ARTILLERY: Please describe your job at LACMA.
Lawson: I support the curatorial work of my departmental colleagues and make time for my own curatorial practice. I make acquisitions, present works for display, and ensure works are preserved properly into the future. We collaborate with the entire museum in these efforts.

How did you become interested in photography?
When I was a teenager we had a darkroom in the laundry room. I would experiment by making photograms. I was also drawing with charcoal. I think I was attracted to the quality of the charcoal and the blacks in gelatin-silver prints. Later I worked as a studio assistant in a black-and-white [photo] lab. I recall watching the master printer burning and dodging. It was like theater. I was captivated.  

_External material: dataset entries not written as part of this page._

//! Templated feedback generation.
//!
//! Turns scores and error lists into short, capped lists of suggestions,
//! strengths, and improvements, plus a one-sentence summary. Everything is
//! templated from counts and thresholds: the same input always yields the
//! same feedback.
//!
//! Response variety across a conversation is handled by [`SessionContext`],
//! an explicit per-session object. It replaces any notion of process-wide
//! "last used response" state: each session owns its own rotation indices
//! and drops them when the session ends.

use rustc_hash::FxHashMap;

use crate::rules::types::{DetectedError, Severity};
use crate::similarity::SoundAccuracy;

/// Maximum number of suggestions returned.
pub const MAX_SUGGESTIONS: usize = 5;
/// Maximum number of strengths returned.
pub const MAX_STRENGTHS: usize = 3;
/// Maximum number of improvements returned.
pub const MAX_IMPROVEMENTS: usize = 4;

/// Sub-score threshold below which a sound is flagged in feedback.
const SOUND_ATTENTION_THRESHOLD: f64 = 0.8;

/// Feedback block for the correction path.
#[derive(Clone, Debug, PartialEq)]
#[cfg_attr(
    feature = "serialization",
    derive(serde::Serialize, serde::Deserialize)
)]
pub struct CorrectionFeedback {
    /// Per-error rewrite suggestions, at most [`MAX_SUGGESTIONS`].
    pub suggestions: Vec<String>,
    /// Observed strengths, at most [`MAX_STRENGTHS`].
    pub strengths: Vec<String>,
    /// Improvement areas, at most [`MAX_IMPROVEMENTS`].
    pub improvements: Vec<String>,
    /// One-sentence summary of the error counts.
    pub explanation: String,
}

/// Feedback block for the pronunciation path.
#[derive(Clone, Debug, PartialEq)]
#[cfg_attr(
    feature = "serialization",
    derive(serde::Serialize, serde::Deserialize)
)]
pub struct PronunciationFeedback {
    /// Coaching recommendations, at most [`MAX_SUGGESTIONS`].
    pub recommendations: Vec<String>,
    /// Observed strengths, at most [`MAX_STRENGTHS`].
    pub strengths: Vec<String>,
    /// Improvement areas, at most [`MAX_IMPROVEMENTS`].
    pub improvements: Vec<String>,
}

/// Summarize error counts into one sentence.
fn summarize_errors(errors: &[DetectedError]) -> String {
    if errors.is_empty() {
        return "Great work! No corrections needed.".to_string();
    }
    let major = errors.iter().filter(|e| e.severity == Severity::Major).count();
    let moderate = errors
        .iter()
        .filter(|e| e.severity == Severity::Moderate)
        .count();
    let minor = errors.iter().filter(|e| e.severity == Severity::Minor).count();
    format!(
        "Found {} issue{}: {} major, {} moderate, {} minor.",
        errors.len(),
        if errors.len() == 1 { "" } else { "s" },
        major,
        moderate,
        minor
    )
}

/// Build the feedback block for a correction result.
///
/// `grammar`, `vocabulary`, and `style` are the already-computed category
/// scores; they drive the strengths list, while the error list drives the
/// suggestions and improvements.
pub fn correction_feedback(
    errors: &[DetectedError],
    grammar: u8,
    vocabulary: u8,
    style: u8,
) -> CorrectionFeedback {
    let suggestions: Vec<String> = errors
        .iter()
        .take(MAX_SUGGESTIONS)
        .map(|e| {
            format!(
                "Replace \"{}\" with \"{}\": {}",
                e.original, e.corrected, e.explanation
            )
        })
        .collect();

    let mut strengths = Vec::new();
    if errors.is_empty() {
        strengths.push("Clear and correct writing.".to_string());
    }
    if grammar >= 90 {
        strengths.push("Solid grammar.".to_string());
    }
    if vocabulary >= 90 {
        strengths.push("Good vocabulary and spelling.".to_string());
    }
    if style >= 90 {
        strengths.push("Clean style and punctuation.".to_string());
    }
    strengths.truncate(MAX_STRENGTHS);

    let mut improvements = Vec::new();
    for error in errors {
        let advice = format!("Review {} usage.", error.category);
        if !improvements.contains(&advice) {
            improvements.push(advice);
        }
        if improvements.len() == MAX_IMPROVEMENTS {
            break;
        }
    }

    CorrectionFeedback {
        suggestions,
        strengths,
        improvements,
        explanation: summarize_errors(errors),
    }
}

/// Build the feedback block for a pronunciation analysis.
///
/// Scores arrive already scaled to `[0, 100]`; sound records below the
/// attention threshold surface their coaching sentences.
pub fn pronunciation_feedback(
    accuracy: u8,
    fluency: u8,
    pacing: u8,
    sounds: &[SoundAccuracy],
) -> PronunciationFeedback {
    let mut recommendations = Vec::new();

    for sound in sounds {
        if sound.accuracy >= SOUND_ATTENTION_THRESHOLD {
            continue;
        }
        if !recommendations.contains(&sound.feedback) {
            recommendations.push(sound.feedback.clone());
        }
    }
    if fluency < 70 {
        recommendations.push("Practice speaking without filler sounds like um and uh.".to_string());
    }
    if pacing < 80 {
        recommendations.push("Aim to match the length and rhythm of the target sentence.".to_string());
    }
    if accuracy < 60 {
        recommendations.push("Listen to the target sentence again and repeat it slowly.".to_string());
    }
    recommendations.truncate(MAX_SUGGESTIONS);

    let mut strengths = Vec::new();
    if accuracy >= 90 {
        strengths.push("Accurate word pronunciation.".to_string());
    }
    if fluency >= 90 {
        strengths.push("Smooth delivery without hesitation.".to_string());
    }
    if pacing >= 90 {
        strengths.push("Natural pacing.".to_string());
    }
    strengths.truncate(MAX_STRENGTHS);

    let mut improvements = Vec::new();
    for sound in sounds {
        if sound.accuracy >= SOUND_ATTENTION_THRESHOLD {
            continue;
        }
        let advice = format!(
            "Work on the '{}' sound in words like \"{}\".",
            sound.phoneme, sound.target_sound
        );
        if !improvements.contains(&advice) {
            improvements.push(advice);
        }
        if improvements.len() == MAX_IMPROVEMENTS {
            break;
        }
    }

    PronunciationFeedback {
        recommendations,
        strengths,
        improvements,
    }
}

/// Feedback for the no-speech edge case.
pub(crate) fn no_speech_feedback() -> PronunciationFeedback {
    PronunciationFeedback {
        recommendations: vec![
            "No speech was detected. Try speaking closer to the microphone.".to_string(),
        ],
        strengths: Vec::new(),
        improvements: Vec::new(),
    }
}

/// Per-session response rotation state.
///
/// Conversation surfaces keep a small pool of canned encouragements per
/// topic and want to avoid repeating the one they just used. This context
/// carries that state explicitly: create one per conversation session,
/// pass it to each selection call, and drop it when the session ends.
/// Nothing about it is shared between sessions or threads.
#[derive(Clone, Debug, Default)]
pub struct SessionContext {
    next_index: FxHashMap<String, usize>,
}

impl SessionContext {
    /// Fresh context with no rotation history.
    pub fn new() -> Self {
        Self::default()
    }

    /// Deterministically pick the next response for `topic`.
    ///
    /// Cycles through `options` in order, per topic, so the same option is
    /// never returned twice in a row when more than one is available.
    /// Returns `None` when `options` is empty.
    pub fn next_response<'a>(&mut self, topic: &str, options: &[&'a str]) -> Option<&'a str> {
        if options.is_empty() {
            return None;
        }
        let index = self.next_index.entry(topic.to_string()).or_insert(0);
        let choice = options[*index % options.len()];
        *index = (*index + 1) % options.len();
        Some(choice)
    }
}

#[cfg(test)]
mod tests {
    use super::*;
    use crate::rules::types::{ErrorCategory, Severity, Span};

    fn sample_error(severity: Severity, category: ErrorCategory) -> DetectedError {
        DetectedError {
            category,
            original: "Im".to_string(),
            corrected: "I'm".to_string(),
            explanation: "Contractions need an apostrophe.".to_string(),
            rule: "contraction-missing-apostrophe".to_string(),
            severity,
            span: Span::new(0, 2),
            examples: Vec::new(),
            confidence: 1.0,
        }
    }

    #[test]
    fn test_clean_text_gets_congratulations() {
        let fb = correction_feedback(&[], 100, 100, 100);
        assert_eq!(fb.explanation, "Great work! No corrections needed.");
        assert!(fb.suggestions.is_empty());
        assert!(!fb.strengths.is_empty());
        assert!(fb.improvements.is_empty());
    }

    #[test]
    fn test_explanation_counts_severities() {
        let errors = vec![
            sample_error(Severity::Major, ErrorCategory::Contraction),
            sample_error(Severity::Minor, ErrorCategory::Punctuation),
        ];
        let fb = correction_feedback(&errors, 80, 80, 80);
        assert_eq!(fb.explanation, "Found 2 issues: 1 major, 0 moderate, 1 minor.");
    }

    #[test]
    fn test_caps_are_enforced() {
        let errors: Vec<DetectedError> = (0..10)
            .map(|_| sample_error(Severity::Moderate, ErrorCategory::Spelling))
            .collect();
        let fb = correction_feedback(&errors, 95, 95, 95);
        assert!(fb.suggestions.len() <= MAX_SUGGESTIONS);
        assert!(fb.strengths.len() <= MAX_STRENGTHS);
        assert!(fb.improvements.len() <= MAX_IMPROVEMENTS);
    }

    #[test]
    fn test_improvements_deduplicate_by_category() {
        let errors = vec![
            sample_error(Severity::Moderate, ErrorCategory::Spelling),
            sample_error(Severity::Moderate, ErrorCategory::Spelling),
        ];
        let fb = correction_feedback(&errors, 80, 80, 80);
        assert_eq!(fb.improvements.len(), 1);
    }

    #[test]
    fn test_deterministic_output() {
        let errors = vec![sample_error(Severity::Major, ErrorCategory::Contraction)];
        let a = correction_feedback(&errors, 70, 80, 90);
        let b = correction_feedback(&errors, 70, 80, 90);
        assert_eq!(a, b);
    }

    #[test]
    fn test_pronunciation_feedback_flags_low_sounds() {
        let sounds = vec![SoundAccuracy {
            phoneme: "th".to_string(),
            target_sound: "think".to_string(),
            actual_sound: "tink".to_string(),
            accuracy: 0.4,
            position: 0,
            feedback: "Tongue between teeth.".to_string(),
        }];
        let fb = pronunciation_feedback(40, 95, 100, &sounds);
        assert!(fb.recommendations.iter().any(|r| r.contains("Tongue")));
        assert!(fb.improvements.iter().any(|i| i.contains("'th'")));
    }

    #[test]
    fn test_pronunciation_feedback_strengths() {
        let fb = pronunciation_feedback(95, 95, 95, &[]);
        assert_eq!(fb.strengths.len(), 3);
        assert!(fb.recommendations.is_empty());
    }

    #[test]
    fn test_session_context_cycles_without_repeats() {
        let mut ctx = SessionContext::new();
        let options = ["nice", "great", "well done"];
        let first = ctx.next_response("greeting", &options).unwrap();
        let second = ctx.next_response("greeting", &options).unwrap();
        let third = ctx.next_response("greeting", &options).unwrap();
        let fourth = ctx.next_response("greeting", &options).unwrap();
        assert_ne!(first, second);
        assert_ne!(second, third);
        assert_eq!(first, fourth);
    }

    #[test]
    fn test_session_context_topics_are_independent() {
        let mut ctx = SessionContext::new();
        let options = ["a", "b"];
        assert_eq!(ctx.next_response("x", &options), Some("a"));
        assert_eq!(ctx.next_response("y", &options), Some("a"));
        assert_eq!(ctx.next_response("x", &options), Some("b"));
    }

    #[test]
    fn test_session_context_empty_options() {
        let mut ctx = SessionContext::new();
        assert_eq!(ctx.next_response("x", &[]), None);
    }
}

How does your studio background inform your thinking about curating?
I am interested in the ways in which artistic strategies can be applied to curatorial practice. In homage to Larry Sultan and Mike Mandel’s [photo book collaboration] Evidence (1977) and in conjunction with LACMA’s 2015 retrospective, “Larry Sultan: Here and Home,” I curated a selection of photographs printed from negatives culled from the museum’s archive. Like Evidence, I isolated bizarre, bewildering, humorous scenes and presented them in a new context without explanation, for a chance at new meaning.

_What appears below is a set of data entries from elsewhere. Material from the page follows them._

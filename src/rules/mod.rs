//! Rule-based grammar and spelling correction.
//!
//! The correction engine scans text against an ordered table of
//! declarative rules. Each rule pairs a matcher with a corrector and
//! reporting metadata; the engine extracts non-overlapping matches,
//! resolving collisions by table order (the earlier rule wins, and a later
//! overlapping match is dropped entirely, never partially applied).
//!
//! The split mirrors the data/algorithm separation used throughout the
//! crate:
//!
//! - [`types`] — rule and error records, categories, severities, spans
//! - [`table`] — the built-in English rule set, organized by category
//! - [`engine`] — rule compilation and ordered application
//!
//! # Example
//!
//! ```rust
//! use libfluency::rules::default_table;
//!
//! let errors = default_table().apply("Im going to the store");
//! assert_eq!(errors.len(), 1);
//! assert_eq!(errors[0].corrected, "I'm");
//! ```

pub mod engine;
pub mod table;
pub mod types;

pub use engine::{default_table, RuleError, RuleTable};
pub use table::default_rules;
pub use types::{CorrectionRule, Corrector, DetectedError, ErrorCategory, Severity, Span};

What areas of photography excite you most?
Contemporary artists push forward and I am excited by what artists are making now and what they want us to “look at” next. Every project is rich. Every project presents a challenge. I have to confront the work, and in so doing, interrogate myself. What do these pictures mean to me? That is what is compelling.

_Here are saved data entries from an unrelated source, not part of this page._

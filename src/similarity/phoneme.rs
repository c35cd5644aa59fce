//! Difficult-sound inventory and per-word phoneme scanning.
//!
//! English learners reliably struggle with a small set of sounds (the
//! dental fricatives, liquids, and labials). This module keeps a
//! declarative inventory of those sounds: for each one, example words that
//! contain it, the mishearings a transcript typically shows when the sound
//! is mispronounced, and a coaching sentence.
//!
//! [`phoneme_scan`] walks the target utterance word by word, and for every
//! word that belongs to a difficult-sound inventory entry, scores the
//! aligned word of the transcript against it. The resulting
//! [`SoundAccuracy`] records are reporting data: they are consumed by the
//! feedback generator and never re-scored.

use super::{similarity, SubstitutionTable};
use crate::normalize::tokenize;

/// Penalty applied when the transcript shows a listed mishearing.
///
/// A transcript word that exactly matches a known mistake for the sound
/// (e.g. "tink" for "think") is stronger evidence of mispronunciation than
/// an arbitrary mismatch, so its similarity score is scaled down by this
/// factor before reporting.
const MISTAKE_PENALTY: f64 = 0.5;

/// A difficult English sound with its evidence vocabulary.
///
/// Entries are static configuration data, shared read-only for the process
/// lifetime. `example_words` anchor the scan to target words containing
/// the sound; `common_mistakes` list the transcript renderings that signal
/// the classic mispronunciation.
#[derive(Clone, Copy, Debug)]
pub struct DifficultSound {
    /// Phoneme label, e.g. `"th"` or `"r"`.
    pub phoneme: &'static str,
    /// Target words containing the sound.
    pub example_words: &'static [&'static str],
    /// Transcript renderings that indicate the sound was missed.
    pub common_mistakes: &'static [&'static str],
    /// Coaching sentence surfaced when the sound scores low.
    pub feedback: &'static str,
}

/// Per-occurrence accuracy record for one difficult sound.
///
/// Produced by [`phoneme_scan`]; `position` is the word index into the
/// normalized target. `accuracy` lies in `[0, 1]`.
#[derive(Clone, Debug, PartialEq)]
#[cfg_attr(
    feature = "serialization",
    derive(serde::Serialize, serde::Deserialize)
)]
pub struct SoundAccuracy {
    /// Phoneme label from the inventory entry.
    pub phoneme: String,
    /// The target word the sound occurred in.
    pub target_sound: String,
    /// The aligned transcript word (empty when the transcript was shorter).
    pub actual_sound: String,
    /// Word-level similarity, discounted for listed mishearings.
    pub accuracy: f64,
    /// Word index of the occurrence in the normalized target.
    pub position: usize,
    /// Coaching sentence for the sound.
    pub feedback: String,
}

/// The built-in difficult-sound inventory.
///
/// Ordered roughly by how often each sound trips up learners; the order
/// has no semantic weight, every entry is always scanned.
pub const DIFFICULT_SOUNDS: &[DifficultSound] = &[
    DifficultSound {
        phoneme: "th",
        example_words: &[
            "think", "thing", "things", "three", "thank", "thanks", "thirty", "thursday",
            "mouth", "month", "birthday", "nothing", "something",
        ],
        common_mistakes: &[
            "tink", "ting", "tings", "tree", "tank", "tanks", "dirty", "fink", "fing",
            "free", "mouf", "nuting", "someting",
        ],
        feedback: "Place the tip of your tongue between your teeth and blow air for the 'th' sound.",
    },
    DifficultSound {
        phoneme: "th",
        example_words: &[
            "this", "that", "they", "them", "there", "then", "these", "those", "the",
            "mother", "father", "brother", "weather", "together",
        ],
        common_mistakes: &[
            "dis", "dat", "dey", "dem", "dere", "den", "dese", "dose", "da", "zis", "zat",
            "muder", "fader", "bruder",
        ],
        feedback: "Keep your tongue between your teeth and add voice for the soft 'th' sound.",
    },
    DifficultSound {
        phoneme: "r",
        example_words: &["red", "right", "road", "rice", "room", "really", "correct", "sorry"],
        common_mistakes: &["led", "light", "load", "lice", "loom", "leally", "collect", "solly"],
        feedback: "Curl your tongue back without touching the roof of your mouth for the 'r' sound.",
    },
    DifficultSound {
        phoneme: "l",
        example_words: &["light", "like", "long", "late", "glass", "play", "fly"],
        common_mistakes: &["right", "rike", "rong", "rate", "grass", "pray", "fry"],
        feedback: "Touch the tip of your tongue to the ridge behind your upper teeth for the 'l' sound.",
    },
    DifficultSound {
        phoneme: "v",
        example_words: &["very", "voice", "video", "seven", "ever", "never", "love"],
        common_mistakes: &["wery", "berry", "woice", "bideo", "sewen", "ewer", "newer", "lub"],
        feedback: "Rest your upper teeth on your lower lip and add voice for the 'v' sound.",
    },
    DifficultSound {
        phoneme: "w",
        example_words: &["water", "would", "west", "away", "work", "world"],
        common_mistakes: &["vater", "vould", "vest", "avay", "vork", "vorld"],
        feedback: "Round your lips without letting your teeth touch your lip for the 'w' sound.",
    },
];

/// Scan a target/transcript pair for difficult-sound occurrences.
///
/// Both strings are normalized and tokenized. For every target word that
/// appears in a [`DIFFICULT_SOUNDS`] entry, the transcript word at the
/// same index is scored with the weighted word-level similarity; a
/// transcript word listed as a common mistake for that sound has its score
/// scaled down further. A target word with no aligned transcript word
/// scores 0.0.
///
/// Returns one [`SoundAccuracy`] per detected occurrence, in target word
/// order. Targets without difficult-sound vocabulary yield an empty list.
///
/// # Example
///
/// ```rust
/// use libfluency::similarity::{phoneme_scan, SubstitutionTable};
///
/// let table = SubstitutionTable::english();
/// let sounds = phoneme_scan(&table, "Think about three things", "Tink about tree tings");
/// assert_eq!(sounds.len(), 3);
/// assert!(sounds.iter().all(|s| s.accuracy < 0.8));
/// ```
pub fn phoneme_scan(
    table: &SubstitutionTable,
    target: &str,
    actual: &str,
) -> Vec<SoundAccuracy> {
    let target_words = tokenize(target);
    let actual_words = tokenize(actual);

    let mut results = Vec::new();

    for (position, word) in target_words.iter().enumerate() {
        for sound in DIFFICULT_SOUNDS {
            if !sound.example_words.contains(&word.as_str()) {
                continue;
            }

            let aligned = actual_words.get(position).map(String::as_str).unwrap_or("");
            let mut accuracy = if aligned.is_empty() {
                0.0
            } else {
                similarity(table, word, aligned)
            };
            if sound.common_mistakes.contains(&aligned) {
                accuracy *= 1.0 - MISTAKE_PENALTY;
            }

            results.push(SoundAccuracy {
                phoneme: sound.phoneme.to_string(),
                target_sound: word.clone(),
                actual_sound: aligned.to_string(),
                accuracy: accuracy.clamp(0.0, 1.0),
                position,
                feedback: sound.feedback.to_string(),
            });

            // One inventory entry per target word; earlier entries win.
            break;
        }
    }

    results
}

#[cfg(test)]
mod tests {
    use super::*;

    #[test]
    fn test_scan_empty_when_no_difficult_words() {
        let table = SubstitutionTable::english();
        assert!(phoneme_scan(&table, "cat bat hat", "cat bat hat").is_empty());
        assert!(phoneme_scan(&table, "", "").is_empty());
    }

    #[test]
    fn test_scan_perfect_match_scores_high() {
        let table = SubstitutionTable::english();
        let sounds = phoneme_scan(&table, "I think so", "I think so");
        assert_eq!(sounds.len(), 1);
        assert_eq!(sounds[0].phoneme, "th");
        assert_eq!(sounds[0].accuracy, 1.0);
        assert_eq!(sounds[0].position, 1);
    }

    #[test]
    fn test_scan_discounts_listed_mistakes() {
        let table = SubstitutionTable::english();
        let sounds = phoneme_scan(&table, "think", "tink");
        assert_eq!(sounds.len(), 1);
        // "tink" is a listed mishearing: similarity 0.8 halves to 0.4
        assert!(sounds[0].accuracy < 0.5);
        assert_eq!(sounds[0].actual_sound, "tink");
    }

    #[test]
    fn test_scan_missing_aligned_word_scores_zero() {
        let table = SubstitutionTable::english();
        let sounds = phoneme_scan(&table, "I see three things", "I see");
        assert_eq!(sounds.len(), 2);
        assert!(sounds.iter().all(|s| s.accuracy == 0.0));
    }

    #[test]
    fn test_scan_positions_are_word_indices() {
        let table = SubstitutionTable::english();
        let sounds = phoneme_scan(&table, "Think about three things", "Tink about tree tings");
        let positions: Vec<usize> = sounds.iter().map(|s| s.position).collect();
        assert_eq!(positions, vec![0, 2, 3]);
    }

    #[test]
    fn test_inventory_mistakes_are_not_example_words() {
        for sound in DIFFICULT_SOUNDS {
            for mistake in sound.common_mistakes {
                assert!(
                    !sound.example_words.contains(mistake),
                    "'{}' listed as both example and mistake for '{}'",
                    mistake,
                    sound.phoneme
                );
            }
        }
    }
}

How do curators for museums consider what to exhibit or buy on behalf of the institution? Is digital photography off limits because you must take the art-historical long view?
Decisions about acquisitions and exhibitions for LACMA are made with reference to the particular mission of an encyclopedic museum. We consider our audience, our existing collection, future exhibition plans, and other Los Angeles collections. LACMA’s photography department was established in 1983, and since the early 1990s, we have been collecting prints made digitally. Some of the first examples include Iris inkjet prints by Graham Nash, co-founder of Nash Editions, the world’s first fine-art digital printmaking studio. We do not prioritize analog over digital methods or vice versa. It is all part of the history of the medium.

 

photo by Eric Minh Swenson

photo by Eric Minh Swenson

Is Susan Sontag’s text, On Photography (1977), still relevant, and if so, how?
Forty years have passed since Sontag wrote On Photography, and it is a testament to the text that her observations still resonate. She rightly perceived that photography is most widely practiced as a social rite and a tool of power. Sontag concluded her opening essay, “In Plato’s Cave,” with: :’Today everything exists to end in a photograph.’ In reflecting on the hundreds of thousands—if not millions—of pictures that have been taken since I sat down to respond to these questions, it seems the prevailing use of photography remains to transform fleeting experiences into images.